» Problem to solve: Reproduce word for word, from the entries below, the line with "pub struct Batches<I>", the line with "Some(batch)", and every line between them, and nothing more.

» Material provided:

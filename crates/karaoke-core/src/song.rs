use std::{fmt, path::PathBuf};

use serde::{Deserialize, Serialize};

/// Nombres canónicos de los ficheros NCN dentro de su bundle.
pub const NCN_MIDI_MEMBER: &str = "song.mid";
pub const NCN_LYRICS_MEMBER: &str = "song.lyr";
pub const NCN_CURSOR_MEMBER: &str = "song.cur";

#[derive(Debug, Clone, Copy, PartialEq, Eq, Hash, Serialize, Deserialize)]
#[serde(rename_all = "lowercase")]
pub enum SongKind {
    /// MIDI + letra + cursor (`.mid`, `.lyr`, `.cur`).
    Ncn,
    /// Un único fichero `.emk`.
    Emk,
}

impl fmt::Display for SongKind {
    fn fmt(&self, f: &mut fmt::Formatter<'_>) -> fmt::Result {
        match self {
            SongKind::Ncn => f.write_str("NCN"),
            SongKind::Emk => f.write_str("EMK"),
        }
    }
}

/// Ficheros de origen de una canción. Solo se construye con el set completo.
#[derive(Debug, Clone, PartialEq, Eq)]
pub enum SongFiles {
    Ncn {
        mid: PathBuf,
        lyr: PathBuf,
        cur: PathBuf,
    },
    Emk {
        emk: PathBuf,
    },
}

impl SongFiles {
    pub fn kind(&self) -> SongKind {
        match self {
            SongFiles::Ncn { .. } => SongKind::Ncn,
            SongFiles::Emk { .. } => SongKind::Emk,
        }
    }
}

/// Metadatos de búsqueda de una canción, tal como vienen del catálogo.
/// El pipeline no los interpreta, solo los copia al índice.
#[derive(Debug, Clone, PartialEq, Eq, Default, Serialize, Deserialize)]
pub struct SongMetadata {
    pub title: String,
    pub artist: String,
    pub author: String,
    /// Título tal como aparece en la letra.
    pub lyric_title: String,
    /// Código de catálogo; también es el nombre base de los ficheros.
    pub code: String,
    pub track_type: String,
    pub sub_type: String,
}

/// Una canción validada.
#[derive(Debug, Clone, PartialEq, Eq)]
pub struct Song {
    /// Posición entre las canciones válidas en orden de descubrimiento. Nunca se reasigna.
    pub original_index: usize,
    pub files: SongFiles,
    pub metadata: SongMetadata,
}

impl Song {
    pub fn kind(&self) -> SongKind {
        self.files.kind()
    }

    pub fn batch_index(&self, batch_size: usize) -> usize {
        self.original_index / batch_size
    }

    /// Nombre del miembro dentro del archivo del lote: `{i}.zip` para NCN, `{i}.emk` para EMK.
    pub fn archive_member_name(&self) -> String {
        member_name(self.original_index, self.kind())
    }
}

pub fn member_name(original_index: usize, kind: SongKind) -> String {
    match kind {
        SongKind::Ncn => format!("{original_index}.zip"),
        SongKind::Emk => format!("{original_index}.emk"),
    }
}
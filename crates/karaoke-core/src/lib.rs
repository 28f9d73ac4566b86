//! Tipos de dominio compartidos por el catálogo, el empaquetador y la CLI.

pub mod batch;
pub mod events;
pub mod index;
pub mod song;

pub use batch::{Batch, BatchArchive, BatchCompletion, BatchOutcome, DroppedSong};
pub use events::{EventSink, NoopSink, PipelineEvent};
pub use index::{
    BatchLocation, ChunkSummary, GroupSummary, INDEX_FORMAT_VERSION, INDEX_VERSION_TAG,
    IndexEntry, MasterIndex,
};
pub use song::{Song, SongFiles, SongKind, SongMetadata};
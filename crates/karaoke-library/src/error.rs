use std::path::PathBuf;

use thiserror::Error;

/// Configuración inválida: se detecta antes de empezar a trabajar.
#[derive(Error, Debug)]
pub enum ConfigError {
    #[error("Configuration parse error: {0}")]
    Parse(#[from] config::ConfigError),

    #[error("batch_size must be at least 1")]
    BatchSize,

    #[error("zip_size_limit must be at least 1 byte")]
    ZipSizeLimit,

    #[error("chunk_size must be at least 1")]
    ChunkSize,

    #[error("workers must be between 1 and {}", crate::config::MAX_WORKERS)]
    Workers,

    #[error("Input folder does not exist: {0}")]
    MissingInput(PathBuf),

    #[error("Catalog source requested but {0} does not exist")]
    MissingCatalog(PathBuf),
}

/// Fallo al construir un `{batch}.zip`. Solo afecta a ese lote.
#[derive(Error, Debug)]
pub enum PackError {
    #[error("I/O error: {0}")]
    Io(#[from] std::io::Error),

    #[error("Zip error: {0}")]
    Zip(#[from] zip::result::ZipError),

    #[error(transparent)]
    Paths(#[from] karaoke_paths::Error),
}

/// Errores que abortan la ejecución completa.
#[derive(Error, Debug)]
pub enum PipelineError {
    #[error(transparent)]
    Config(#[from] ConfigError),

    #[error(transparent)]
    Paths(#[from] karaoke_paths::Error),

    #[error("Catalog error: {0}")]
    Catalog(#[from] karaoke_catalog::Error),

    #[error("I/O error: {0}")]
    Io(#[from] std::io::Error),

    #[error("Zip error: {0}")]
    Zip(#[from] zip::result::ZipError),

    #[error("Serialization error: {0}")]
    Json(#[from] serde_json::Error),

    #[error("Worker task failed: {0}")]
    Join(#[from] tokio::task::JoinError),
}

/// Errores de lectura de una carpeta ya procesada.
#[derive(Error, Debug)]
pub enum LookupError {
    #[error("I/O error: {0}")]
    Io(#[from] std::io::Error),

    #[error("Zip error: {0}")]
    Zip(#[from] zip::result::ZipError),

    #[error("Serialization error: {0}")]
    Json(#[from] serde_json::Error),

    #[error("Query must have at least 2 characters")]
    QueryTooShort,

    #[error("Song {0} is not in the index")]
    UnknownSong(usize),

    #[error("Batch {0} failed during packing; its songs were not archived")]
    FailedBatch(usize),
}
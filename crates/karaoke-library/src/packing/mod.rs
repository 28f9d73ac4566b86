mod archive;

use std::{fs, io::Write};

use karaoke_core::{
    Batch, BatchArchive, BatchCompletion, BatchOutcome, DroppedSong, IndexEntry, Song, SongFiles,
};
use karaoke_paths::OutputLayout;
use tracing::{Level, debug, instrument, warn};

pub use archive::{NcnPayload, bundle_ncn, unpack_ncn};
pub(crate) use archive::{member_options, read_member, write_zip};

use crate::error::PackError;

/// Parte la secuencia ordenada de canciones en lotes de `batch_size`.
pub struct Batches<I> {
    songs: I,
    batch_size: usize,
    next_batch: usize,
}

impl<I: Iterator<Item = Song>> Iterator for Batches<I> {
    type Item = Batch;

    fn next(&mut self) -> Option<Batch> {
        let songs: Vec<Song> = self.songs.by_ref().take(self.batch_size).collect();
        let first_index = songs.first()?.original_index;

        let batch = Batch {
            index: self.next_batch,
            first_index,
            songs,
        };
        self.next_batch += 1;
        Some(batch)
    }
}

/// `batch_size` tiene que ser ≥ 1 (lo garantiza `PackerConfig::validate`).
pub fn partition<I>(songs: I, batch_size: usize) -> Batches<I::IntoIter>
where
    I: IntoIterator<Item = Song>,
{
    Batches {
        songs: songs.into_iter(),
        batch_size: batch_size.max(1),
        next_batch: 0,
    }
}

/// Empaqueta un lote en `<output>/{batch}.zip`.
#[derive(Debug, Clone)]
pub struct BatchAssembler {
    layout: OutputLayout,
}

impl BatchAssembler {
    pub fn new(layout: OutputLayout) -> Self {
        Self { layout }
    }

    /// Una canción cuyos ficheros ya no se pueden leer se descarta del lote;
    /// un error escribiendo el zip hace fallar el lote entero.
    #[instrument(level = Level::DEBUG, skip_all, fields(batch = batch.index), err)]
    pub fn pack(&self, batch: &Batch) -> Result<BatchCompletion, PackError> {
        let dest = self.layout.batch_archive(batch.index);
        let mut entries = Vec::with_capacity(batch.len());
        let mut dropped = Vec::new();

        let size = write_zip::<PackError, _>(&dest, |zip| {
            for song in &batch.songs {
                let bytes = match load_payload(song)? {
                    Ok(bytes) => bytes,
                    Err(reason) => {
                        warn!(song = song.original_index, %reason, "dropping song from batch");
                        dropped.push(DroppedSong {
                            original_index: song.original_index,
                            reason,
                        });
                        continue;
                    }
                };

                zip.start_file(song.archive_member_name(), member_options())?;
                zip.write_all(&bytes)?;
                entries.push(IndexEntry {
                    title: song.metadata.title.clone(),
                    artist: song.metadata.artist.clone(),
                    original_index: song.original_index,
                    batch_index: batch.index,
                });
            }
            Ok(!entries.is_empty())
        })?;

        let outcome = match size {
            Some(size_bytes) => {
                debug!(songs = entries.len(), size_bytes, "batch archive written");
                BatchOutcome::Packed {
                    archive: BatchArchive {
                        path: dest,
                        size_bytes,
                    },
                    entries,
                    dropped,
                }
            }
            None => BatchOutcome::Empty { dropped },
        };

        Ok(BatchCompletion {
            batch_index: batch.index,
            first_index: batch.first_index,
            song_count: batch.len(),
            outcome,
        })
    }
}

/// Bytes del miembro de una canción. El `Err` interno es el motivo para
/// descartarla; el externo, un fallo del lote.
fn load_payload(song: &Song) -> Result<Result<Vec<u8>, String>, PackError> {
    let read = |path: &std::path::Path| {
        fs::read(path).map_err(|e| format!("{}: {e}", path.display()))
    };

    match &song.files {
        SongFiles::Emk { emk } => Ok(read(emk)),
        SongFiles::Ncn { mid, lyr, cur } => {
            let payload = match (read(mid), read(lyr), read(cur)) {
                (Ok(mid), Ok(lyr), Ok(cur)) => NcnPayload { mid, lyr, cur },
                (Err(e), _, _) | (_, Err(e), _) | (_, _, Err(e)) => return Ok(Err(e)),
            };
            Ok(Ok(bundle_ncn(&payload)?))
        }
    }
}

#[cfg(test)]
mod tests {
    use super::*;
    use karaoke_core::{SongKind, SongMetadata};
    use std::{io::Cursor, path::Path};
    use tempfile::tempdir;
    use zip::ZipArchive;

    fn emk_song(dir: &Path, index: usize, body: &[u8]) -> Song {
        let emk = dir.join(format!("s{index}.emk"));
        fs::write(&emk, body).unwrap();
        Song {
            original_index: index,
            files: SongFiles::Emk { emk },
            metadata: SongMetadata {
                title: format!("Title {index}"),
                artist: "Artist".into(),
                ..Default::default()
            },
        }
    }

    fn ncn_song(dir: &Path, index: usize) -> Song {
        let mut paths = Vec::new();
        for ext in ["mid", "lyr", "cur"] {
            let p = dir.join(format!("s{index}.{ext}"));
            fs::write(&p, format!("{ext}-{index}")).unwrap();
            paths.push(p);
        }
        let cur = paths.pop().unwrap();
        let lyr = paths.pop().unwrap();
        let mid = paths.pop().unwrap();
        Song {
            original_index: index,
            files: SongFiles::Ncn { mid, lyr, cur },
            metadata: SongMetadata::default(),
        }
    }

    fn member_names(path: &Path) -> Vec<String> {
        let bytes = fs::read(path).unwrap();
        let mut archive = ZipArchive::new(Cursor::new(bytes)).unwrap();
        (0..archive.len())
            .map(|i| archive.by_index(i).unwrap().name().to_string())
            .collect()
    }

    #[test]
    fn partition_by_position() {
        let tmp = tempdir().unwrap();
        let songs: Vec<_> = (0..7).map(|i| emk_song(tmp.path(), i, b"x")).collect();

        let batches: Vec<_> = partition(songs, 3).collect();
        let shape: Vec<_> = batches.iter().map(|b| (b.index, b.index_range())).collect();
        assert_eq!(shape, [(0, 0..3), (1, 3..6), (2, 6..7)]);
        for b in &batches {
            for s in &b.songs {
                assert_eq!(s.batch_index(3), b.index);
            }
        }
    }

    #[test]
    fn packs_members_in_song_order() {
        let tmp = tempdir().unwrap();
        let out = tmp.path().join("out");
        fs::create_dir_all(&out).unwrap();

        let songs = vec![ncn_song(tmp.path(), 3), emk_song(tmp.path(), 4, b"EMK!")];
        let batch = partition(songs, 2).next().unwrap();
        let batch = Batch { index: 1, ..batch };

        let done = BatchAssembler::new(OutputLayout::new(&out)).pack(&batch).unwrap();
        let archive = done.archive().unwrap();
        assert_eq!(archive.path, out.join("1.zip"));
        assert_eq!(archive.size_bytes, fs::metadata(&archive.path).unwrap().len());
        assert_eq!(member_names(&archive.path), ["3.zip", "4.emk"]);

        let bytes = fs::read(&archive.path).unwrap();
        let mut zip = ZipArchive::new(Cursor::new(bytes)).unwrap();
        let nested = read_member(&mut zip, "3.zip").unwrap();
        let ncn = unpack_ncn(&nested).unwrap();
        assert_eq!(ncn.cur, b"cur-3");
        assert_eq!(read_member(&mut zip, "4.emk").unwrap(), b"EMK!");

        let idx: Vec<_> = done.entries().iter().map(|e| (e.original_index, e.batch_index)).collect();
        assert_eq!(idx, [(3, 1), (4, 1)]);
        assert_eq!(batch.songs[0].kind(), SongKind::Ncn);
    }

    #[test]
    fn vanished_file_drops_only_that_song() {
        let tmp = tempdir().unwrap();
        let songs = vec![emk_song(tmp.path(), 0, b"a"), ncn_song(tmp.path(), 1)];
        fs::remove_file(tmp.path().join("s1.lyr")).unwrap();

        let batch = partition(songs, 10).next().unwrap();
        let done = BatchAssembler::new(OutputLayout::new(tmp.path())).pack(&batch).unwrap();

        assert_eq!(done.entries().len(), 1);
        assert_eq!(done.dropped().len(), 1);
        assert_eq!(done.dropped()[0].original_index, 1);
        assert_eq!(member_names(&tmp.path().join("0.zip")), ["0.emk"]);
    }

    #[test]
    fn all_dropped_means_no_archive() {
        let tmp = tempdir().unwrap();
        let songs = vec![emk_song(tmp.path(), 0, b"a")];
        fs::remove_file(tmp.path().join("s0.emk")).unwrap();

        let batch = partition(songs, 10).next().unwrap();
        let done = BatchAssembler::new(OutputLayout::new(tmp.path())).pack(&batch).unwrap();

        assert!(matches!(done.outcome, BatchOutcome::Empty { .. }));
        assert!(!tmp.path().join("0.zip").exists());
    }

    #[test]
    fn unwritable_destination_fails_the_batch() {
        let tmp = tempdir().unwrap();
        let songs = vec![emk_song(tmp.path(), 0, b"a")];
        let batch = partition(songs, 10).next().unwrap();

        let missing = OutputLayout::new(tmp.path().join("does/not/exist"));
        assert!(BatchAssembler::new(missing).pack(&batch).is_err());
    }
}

» Final answer:
pub struct Batches<I> {
    songs: I,
    batch_size: usize,
    next_batch: usize,
}

impl<I: Iterator<Item = Song>> Iterator for Batches<I> {
    type Item = Batch;

    fn next(&mut self) -> Option<Batch> {
        let songs: Vec<Song> = self.songs.by_ref().take(self.batch_size).collect();
        let first_index = songs.first()?.original_index;

        let batch = Batch {
            index: self.next_batch,
            first_index,
            songs,
        };
        self.next_batch += 1;
        Some(batch)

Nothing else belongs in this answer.